**DATA**
*** Begin section ***
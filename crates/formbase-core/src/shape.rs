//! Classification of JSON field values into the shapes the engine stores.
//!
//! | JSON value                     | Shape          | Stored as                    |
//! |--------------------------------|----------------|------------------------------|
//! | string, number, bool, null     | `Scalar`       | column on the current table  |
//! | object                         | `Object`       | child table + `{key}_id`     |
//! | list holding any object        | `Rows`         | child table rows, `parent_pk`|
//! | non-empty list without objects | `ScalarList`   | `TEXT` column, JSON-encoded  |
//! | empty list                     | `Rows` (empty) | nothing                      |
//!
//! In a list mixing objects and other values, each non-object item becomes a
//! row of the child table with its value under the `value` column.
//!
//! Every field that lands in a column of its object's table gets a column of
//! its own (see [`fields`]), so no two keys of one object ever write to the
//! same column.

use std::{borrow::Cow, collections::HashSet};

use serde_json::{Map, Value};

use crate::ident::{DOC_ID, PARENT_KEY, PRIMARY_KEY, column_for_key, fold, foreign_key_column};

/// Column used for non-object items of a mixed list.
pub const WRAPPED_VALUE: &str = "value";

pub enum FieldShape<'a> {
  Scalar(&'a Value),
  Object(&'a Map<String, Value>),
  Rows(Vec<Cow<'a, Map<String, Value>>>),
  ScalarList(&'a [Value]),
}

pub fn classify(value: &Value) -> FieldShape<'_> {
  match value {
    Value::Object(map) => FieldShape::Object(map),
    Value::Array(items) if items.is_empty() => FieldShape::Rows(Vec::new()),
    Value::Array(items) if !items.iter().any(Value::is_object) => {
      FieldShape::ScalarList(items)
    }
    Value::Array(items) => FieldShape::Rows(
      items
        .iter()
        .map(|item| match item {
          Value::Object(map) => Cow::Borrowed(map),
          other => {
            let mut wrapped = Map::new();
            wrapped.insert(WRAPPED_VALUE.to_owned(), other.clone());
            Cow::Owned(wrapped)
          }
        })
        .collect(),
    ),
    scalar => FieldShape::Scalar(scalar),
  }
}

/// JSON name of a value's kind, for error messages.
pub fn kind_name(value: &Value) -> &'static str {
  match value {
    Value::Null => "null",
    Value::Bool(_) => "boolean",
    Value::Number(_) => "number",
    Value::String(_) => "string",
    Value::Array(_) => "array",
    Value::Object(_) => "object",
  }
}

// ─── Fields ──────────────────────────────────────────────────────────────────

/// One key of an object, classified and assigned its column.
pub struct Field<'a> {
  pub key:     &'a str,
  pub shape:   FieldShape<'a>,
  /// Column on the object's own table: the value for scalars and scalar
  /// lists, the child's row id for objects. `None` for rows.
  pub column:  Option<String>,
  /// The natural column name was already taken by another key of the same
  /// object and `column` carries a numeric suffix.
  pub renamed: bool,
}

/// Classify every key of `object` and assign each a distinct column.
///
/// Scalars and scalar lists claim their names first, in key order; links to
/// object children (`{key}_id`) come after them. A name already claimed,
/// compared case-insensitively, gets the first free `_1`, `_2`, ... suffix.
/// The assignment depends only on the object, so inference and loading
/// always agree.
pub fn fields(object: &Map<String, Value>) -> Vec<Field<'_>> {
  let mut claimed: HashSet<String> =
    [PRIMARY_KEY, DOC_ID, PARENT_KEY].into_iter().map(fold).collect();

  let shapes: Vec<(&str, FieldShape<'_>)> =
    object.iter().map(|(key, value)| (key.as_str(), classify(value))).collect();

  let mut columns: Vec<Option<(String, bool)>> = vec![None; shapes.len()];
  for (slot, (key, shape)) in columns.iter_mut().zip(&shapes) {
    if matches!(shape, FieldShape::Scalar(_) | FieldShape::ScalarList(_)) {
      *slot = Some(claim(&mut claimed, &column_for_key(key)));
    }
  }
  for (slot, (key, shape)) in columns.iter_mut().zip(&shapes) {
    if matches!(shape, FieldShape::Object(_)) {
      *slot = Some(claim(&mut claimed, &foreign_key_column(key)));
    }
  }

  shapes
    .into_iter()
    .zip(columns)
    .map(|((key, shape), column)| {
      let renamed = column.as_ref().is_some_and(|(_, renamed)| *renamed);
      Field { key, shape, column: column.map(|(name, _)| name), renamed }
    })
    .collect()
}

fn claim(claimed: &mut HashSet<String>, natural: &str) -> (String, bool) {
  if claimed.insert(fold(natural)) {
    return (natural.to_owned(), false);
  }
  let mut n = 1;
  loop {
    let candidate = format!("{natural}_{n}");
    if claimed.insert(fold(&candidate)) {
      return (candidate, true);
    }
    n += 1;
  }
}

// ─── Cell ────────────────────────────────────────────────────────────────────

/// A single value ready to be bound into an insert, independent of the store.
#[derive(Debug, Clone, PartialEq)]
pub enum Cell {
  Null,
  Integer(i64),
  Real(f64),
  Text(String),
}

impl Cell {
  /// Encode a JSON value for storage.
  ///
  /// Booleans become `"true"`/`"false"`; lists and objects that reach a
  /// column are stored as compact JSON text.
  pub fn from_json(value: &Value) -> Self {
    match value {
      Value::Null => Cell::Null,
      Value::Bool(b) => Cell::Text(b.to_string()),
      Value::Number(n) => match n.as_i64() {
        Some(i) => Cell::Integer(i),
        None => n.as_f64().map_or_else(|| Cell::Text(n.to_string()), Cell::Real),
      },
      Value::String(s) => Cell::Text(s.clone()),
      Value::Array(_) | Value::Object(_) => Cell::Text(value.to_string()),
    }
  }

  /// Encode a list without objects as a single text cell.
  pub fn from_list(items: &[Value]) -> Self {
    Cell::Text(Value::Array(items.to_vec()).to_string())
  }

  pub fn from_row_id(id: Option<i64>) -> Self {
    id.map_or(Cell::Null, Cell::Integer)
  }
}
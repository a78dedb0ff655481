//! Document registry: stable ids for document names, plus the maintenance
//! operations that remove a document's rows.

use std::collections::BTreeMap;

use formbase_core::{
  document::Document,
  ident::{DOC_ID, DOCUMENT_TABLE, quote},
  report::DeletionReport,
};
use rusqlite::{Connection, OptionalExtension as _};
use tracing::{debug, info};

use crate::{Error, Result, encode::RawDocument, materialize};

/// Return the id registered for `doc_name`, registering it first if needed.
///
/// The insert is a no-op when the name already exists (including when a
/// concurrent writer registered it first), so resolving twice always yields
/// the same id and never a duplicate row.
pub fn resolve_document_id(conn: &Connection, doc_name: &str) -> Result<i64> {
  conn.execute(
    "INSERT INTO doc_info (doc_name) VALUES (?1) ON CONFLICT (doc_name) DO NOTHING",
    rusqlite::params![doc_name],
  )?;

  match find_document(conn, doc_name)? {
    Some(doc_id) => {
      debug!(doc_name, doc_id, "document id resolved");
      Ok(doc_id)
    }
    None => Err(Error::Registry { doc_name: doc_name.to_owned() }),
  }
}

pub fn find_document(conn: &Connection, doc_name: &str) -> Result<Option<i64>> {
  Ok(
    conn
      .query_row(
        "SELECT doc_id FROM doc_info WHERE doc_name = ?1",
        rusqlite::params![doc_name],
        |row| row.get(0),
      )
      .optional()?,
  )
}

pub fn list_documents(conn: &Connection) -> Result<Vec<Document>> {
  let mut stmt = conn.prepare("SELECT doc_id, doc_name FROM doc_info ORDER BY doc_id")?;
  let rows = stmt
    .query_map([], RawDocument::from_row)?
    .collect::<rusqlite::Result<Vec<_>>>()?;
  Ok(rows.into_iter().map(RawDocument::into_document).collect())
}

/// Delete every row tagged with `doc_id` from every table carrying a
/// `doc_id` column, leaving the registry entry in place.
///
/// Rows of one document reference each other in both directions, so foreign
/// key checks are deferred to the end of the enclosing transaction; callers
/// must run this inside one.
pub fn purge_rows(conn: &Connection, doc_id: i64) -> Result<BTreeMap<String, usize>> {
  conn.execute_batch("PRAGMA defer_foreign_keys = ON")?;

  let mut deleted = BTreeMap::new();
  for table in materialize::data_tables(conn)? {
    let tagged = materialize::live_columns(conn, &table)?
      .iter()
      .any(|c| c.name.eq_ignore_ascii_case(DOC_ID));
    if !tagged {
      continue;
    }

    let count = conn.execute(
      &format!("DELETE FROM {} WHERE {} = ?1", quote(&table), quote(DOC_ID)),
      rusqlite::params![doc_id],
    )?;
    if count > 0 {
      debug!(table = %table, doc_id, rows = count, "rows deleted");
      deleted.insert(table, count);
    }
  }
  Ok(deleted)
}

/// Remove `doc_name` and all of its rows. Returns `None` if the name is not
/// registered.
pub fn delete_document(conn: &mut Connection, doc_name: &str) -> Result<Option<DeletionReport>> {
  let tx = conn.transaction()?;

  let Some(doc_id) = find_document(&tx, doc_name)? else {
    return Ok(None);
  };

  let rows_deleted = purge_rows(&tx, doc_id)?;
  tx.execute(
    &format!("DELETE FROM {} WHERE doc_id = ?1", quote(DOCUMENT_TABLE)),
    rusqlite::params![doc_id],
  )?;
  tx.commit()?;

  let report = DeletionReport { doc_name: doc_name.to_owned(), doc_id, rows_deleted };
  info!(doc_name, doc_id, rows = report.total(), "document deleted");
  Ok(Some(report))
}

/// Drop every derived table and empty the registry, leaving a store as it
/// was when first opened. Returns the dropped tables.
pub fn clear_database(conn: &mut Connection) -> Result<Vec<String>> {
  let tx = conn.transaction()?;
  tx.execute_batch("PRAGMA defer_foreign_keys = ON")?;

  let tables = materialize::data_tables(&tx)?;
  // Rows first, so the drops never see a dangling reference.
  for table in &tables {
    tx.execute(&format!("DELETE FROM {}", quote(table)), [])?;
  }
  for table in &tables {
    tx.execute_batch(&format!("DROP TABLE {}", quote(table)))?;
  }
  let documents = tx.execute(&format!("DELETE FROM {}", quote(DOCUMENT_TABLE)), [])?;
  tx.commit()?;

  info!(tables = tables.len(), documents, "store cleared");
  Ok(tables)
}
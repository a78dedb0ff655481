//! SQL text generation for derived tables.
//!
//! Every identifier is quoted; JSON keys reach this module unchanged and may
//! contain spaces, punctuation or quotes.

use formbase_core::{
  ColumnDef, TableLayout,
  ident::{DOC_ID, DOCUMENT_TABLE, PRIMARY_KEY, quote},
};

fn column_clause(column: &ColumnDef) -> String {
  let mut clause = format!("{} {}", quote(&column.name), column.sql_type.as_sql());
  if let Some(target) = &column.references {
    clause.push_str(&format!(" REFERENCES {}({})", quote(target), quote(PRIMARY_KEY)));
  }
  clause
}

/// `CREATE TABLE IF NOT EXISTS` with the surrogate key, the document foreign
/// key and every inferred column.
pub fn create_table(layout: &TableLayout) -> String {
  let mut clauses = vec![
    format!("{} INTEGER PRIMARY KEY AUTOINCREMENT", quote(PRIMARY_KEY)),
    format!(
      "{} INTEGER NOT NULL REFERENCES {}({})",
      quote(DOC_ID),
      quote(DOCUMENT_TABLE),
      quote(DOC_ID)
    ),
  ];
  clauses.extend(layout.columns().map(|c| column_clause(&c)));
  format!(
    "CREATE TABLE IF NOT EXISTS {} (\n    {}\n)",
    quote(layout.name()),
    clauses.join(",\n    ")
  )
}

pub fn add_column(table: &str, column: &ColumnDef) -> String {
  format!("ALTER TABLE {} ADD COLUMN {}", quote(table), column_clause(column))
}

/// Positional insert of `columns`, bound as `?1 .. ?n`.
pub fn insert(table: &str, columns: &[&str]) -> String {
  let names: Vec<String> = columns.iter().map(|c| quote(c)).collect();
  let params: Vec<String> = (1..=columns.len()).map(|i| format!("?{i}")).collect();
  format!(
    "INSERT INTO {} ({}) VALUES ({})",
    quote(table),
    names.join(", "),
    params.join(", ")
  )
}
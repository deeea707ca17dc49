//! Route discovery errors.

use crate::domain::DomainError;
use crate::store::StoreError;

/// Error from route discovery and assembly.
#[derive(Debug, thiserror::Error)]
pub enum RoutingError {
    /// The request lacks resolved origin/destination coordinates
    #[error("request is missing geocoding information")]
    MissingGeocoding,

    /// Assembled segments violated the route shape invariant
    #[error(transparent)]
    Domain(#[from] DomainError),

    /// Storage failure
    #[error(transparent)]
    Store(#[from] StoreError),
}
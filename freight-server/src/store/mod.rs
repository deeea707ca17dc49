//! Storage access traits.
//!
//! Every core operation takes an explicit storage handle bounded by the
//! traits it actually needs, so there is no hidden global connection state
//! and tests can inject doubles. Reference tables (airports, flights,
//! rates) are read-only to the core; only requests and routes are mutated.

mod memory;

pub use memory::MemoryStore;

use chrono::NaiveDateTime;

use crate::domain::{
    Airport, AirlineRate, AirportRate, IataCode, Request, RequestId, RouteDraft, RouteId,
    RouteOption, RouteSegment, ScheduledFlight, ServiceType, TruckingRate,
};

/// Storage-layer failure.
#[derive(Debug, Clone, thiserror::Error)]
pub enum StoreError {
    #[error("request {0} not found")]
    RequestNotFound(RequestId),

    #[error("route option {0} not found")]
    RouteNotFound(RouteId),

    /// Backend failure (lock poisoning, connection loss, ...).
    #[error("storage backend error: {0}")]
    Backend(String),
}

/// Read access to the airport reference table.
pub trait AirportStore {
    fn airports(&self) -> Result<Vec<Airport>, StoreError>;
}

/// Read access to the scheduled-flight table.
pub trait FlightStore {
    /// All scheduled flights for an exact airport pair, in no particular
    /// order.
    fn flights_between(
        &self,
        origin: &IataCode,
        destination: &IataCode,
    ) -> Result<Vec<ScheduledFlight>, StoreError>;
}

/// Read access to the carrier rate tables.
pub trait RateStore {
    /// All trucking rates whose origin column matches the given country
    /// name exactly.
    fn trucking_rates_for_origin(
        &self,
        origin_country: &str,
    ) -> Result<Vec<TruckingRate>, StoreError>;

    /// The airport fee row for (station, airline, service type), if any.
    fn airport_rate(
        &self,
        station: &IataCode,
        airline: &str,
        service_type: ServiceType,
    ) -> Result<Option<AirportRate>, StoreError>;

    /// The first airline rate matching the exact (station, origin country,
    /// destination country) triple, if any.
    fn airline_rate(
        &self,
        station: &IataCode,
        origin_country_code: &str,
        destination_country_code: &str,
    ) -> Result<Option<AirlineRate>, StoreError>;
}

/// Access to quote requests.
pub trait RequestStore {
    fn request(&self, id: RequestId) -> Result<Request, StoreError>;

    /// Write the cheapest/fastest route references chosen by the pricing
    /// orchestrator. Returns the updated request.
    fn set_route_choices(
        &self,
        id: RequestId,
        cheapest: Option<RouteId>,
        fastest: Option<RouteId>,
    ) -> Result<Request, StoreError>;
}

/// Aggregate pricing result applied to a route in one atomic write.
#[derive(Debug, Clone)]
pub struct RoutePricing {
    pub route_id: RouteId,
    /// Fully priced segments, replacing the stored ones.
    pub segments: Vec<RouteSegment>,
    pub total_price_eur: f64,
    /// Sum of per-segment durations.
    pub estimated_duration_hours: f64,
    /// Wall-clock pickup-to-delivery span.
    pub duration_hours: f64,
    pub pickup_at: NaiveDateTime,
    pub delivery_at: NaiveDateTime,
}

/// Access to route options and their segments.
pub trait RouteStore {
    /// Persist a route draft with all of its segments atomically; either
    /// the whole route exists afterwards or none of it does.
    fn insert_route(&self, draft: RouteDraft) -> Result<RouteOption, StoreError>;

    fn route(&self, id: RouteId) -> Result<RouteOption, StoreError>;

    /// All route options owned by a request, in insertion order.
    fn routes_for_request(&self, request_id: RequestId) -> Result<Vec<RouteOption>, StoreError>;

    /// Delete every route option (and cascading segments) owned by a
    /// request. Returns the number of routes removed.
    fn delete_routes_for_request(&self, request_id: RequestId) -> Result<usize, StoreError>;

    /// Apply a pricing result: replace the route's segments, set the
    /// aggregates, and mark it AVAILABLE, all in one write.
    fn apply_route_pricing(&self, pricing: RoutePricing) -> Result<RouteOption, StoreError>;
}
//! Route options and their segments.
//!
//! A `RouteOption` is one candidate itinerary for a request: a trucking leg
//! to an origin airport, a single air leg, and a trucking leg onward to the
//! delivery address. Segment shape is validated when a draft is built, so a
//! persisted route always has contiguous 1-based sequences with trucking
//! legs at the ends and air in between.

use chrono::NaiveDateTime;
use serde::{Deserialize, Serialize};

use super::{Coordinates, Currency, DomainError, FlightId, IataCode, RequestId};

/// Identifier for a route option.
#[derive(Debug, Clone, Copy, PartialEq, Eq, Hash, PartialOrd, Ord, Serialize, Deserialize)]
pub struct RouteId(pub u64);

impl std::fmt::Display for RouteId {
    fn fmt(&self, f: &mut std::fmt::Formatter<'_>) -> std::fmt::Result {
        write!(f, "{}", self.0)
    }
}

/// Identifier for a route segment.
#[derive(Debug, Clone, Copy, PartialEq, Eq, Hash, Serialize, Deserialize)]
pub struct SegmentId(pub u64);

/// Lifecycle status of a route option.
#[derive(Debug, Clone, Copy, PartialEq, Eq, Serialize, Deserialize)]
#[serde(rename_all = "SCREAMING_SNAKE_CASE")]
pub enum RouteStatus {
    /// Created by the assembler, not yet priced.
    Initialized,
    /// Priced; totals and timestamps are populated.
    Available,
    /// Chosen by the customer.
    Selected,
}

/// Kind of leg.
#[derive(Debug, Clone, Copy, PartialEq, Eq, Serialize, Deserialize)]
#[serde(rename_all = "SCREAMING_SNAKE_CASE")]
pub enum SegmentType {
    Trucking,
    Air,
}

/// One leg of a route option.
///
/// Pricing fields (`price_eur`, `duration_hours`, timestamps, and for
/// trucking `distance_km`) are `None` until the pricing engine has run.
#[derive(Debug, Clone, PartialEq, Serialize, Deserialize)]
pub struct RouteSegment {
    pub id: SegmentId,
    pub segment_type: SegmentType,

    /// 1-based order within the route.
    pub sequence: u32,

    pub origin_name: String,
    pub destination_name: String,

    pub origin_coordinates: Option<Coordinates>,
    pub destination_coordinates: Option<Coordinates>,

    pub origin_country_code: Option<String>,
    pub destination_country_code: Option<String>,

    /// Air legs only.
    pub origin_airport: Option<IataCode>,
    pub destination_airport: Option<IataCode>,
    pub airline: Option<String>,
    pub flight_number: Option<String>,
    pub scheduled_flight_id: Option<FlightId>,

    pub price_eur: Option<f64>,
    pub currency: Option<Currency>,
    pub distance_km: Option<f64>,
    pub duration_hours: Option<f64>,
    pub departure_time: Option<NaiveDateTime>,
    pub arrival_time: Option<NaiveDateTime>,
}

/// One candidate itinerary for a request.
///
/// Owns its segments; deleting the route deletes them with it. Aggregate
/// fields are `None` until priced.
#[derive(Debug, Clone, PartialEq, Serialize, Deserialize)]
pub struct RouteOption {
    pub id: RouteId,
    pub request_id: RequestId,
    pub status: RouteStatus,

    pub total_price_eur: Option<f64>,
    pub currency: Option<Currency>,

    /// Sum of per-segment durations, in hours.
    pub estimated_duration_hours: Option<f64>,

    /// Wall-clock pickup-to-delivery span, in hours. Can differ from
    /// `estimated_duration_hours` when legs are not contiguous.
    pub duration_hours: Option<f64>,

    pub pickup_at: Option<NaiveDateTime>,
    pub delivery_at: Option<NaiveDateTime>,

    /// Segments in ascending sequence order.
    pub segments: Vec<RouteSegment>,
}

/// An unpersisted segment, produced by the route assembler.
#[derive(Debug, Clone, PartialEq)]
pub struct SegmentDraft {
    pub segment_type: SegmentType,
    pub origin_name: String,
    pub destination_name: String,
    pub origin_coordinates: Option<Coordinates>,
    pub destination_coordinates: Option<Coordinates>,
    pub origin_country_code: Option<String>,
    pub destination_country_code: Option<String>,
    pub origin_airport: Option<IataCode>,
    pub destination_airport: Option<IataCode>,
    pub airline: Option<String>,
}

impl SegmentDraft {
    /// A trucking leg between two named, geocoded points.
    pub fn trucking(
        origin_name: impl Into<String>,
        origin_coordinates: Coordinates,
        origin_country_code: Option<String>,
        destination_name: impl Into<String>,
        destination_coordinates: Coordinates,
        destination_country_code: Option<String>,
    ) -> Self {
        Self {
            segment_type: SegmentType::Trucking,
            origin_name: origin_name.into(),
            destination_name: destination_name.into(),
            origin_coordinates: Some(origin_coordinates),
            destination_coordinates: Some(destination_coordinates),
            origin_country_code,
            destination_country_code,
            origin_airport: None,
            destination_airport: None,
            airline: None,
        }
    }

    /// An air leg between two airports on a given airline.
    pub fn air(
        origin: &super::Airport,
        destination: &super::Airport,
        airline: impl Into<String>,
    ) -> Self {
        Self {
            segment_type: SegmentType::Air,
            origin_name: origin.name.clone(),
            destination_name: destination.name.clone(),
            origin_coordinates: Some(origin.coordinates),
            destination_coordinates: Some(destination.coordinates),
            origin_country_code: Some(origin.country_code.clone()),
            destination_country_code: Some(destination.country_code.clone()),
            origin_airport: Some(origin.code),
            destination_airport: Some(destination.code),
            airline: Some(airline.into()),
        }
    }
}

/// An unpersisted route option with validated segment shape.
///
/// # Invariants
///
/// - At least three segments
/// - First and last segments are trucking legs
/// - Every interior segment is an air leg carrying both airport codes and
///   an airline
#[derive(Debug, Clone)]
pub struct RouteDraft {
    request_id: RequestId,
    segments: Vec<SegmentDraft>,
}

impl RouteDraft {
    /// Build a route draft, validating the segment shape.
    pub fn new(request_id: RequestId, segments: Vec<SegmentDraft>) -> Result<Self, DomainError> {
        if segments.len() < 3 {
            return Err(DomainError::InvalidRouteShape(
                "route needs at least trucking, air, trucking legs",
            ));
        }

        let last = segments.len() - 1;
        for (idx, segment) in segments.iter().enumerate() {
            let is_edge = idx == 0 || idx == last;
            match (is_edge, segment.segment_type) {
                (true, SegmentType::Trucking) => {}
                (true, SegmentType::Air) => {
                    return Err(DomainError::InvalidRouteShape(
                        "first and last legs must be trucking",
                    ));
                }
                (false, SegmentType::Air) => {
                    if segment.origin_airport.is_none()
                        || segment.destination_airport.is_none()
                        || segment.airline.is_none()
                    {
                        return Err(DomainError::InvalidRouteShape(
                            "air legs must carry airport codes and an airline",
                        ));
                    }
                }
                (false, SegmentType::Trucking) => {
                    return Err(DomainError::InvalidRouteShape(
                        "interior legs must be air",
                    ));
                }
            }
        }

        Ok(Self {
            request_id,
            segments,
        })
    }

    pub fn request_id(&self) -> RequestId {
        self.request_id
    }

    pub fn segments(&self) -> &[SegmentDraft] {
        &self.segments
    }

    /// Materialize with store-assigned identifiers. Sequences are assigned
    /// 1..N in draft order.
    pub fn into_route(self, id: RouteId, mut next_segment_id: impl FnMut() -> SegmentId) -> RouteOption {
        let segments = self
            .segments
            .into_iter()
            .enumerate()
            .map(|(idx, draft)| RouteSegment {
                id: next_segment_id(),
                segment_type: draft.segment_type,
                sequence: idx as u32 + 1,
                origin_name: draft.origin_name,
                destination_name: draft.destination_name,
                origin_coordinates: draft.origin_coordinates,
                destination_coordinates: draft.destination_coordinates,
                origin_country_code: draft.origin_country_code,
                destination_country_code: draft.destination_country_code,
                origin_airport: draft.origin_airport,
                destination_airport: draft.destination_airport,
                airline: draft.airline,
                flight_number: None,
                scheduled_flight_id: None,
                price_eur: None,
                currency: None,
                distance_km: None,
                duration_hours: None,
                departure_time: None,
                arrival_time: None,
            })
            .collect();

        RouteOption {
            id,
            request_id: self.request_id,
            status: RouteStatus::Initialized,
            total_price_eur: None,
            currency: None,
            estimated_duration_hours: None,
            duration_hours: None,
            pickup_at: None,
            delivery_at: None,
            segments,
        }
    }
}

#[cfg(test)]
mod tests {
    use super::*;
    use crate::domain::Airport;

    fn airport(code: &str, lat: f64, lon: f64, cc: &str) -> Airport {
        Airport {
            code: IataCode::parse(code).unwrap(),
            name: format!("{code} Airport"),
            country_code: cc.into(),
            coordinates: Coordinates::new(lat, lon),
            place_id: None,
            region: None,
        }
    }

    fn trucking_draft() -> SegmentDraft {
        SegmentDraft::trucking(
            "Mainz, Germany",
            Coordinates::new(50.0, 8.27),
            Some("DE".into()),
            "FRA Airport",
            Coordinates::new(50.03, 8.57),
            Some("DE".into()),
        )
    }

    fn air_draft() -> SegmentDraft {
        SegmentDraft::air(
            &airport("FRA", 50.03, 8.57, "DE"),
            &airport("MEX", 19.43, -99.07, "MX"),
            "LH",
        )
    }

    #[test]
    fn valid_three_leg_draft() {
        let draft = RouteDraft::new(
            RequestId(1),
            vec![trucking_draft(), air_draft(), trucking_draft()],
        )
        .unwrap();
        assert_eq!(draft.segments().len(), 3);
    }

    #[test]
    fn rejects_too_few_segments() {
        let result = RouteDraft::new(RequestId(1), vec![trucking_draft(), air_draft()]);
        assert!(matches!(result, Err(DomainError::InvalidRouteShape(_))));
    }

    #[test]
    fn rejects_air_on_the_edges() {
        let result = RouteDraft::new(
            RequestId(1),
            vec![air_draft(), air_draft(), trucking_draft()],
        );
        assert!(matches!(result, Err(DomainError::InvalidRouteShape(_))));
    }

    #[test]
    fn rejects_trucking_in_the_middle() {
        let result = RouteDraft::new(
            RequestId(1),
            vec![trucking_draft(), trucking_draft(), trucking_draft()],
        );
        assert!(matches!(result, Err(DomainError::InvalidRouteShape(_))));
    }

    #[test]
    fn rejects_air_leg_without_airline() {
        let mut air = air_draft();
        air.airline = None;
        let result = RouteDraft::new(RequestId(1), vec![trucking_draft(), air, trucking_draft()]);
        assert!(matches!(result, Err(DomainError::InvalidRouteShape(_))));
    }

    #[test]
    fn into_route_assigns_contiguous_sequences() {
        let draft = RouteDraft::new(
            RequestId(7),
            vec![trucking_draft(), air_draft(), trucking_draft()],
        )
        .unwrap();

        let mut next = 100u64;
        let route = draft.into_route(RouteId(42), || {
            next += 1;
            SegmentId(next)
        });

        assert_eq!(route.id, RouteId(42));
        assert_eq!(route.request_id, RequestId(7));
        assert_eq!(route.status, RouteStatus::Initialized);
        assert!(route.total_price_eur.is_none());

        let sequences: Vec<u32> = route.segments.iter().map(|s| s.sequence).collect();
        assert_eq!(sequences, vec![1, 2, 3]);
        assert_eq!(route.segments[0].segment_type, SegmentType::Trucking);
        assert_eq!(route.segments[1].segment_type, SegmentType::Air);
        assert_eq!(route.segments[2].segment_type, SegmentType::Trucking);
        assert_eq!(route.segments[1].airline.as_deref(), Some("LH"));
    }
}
*** End section ***
**EXERCISE INSTRUCTIONS**
Read through the entries above and copy each line that has the string "super" in it.

**RESPONSE TO THIS EXERCISE**
use super::{Coordinates, Currency, DomainError, FlightId, IataCode, RequestId};
        origin: &super::Airport,
        destination: &super::Airport,
    use super::*;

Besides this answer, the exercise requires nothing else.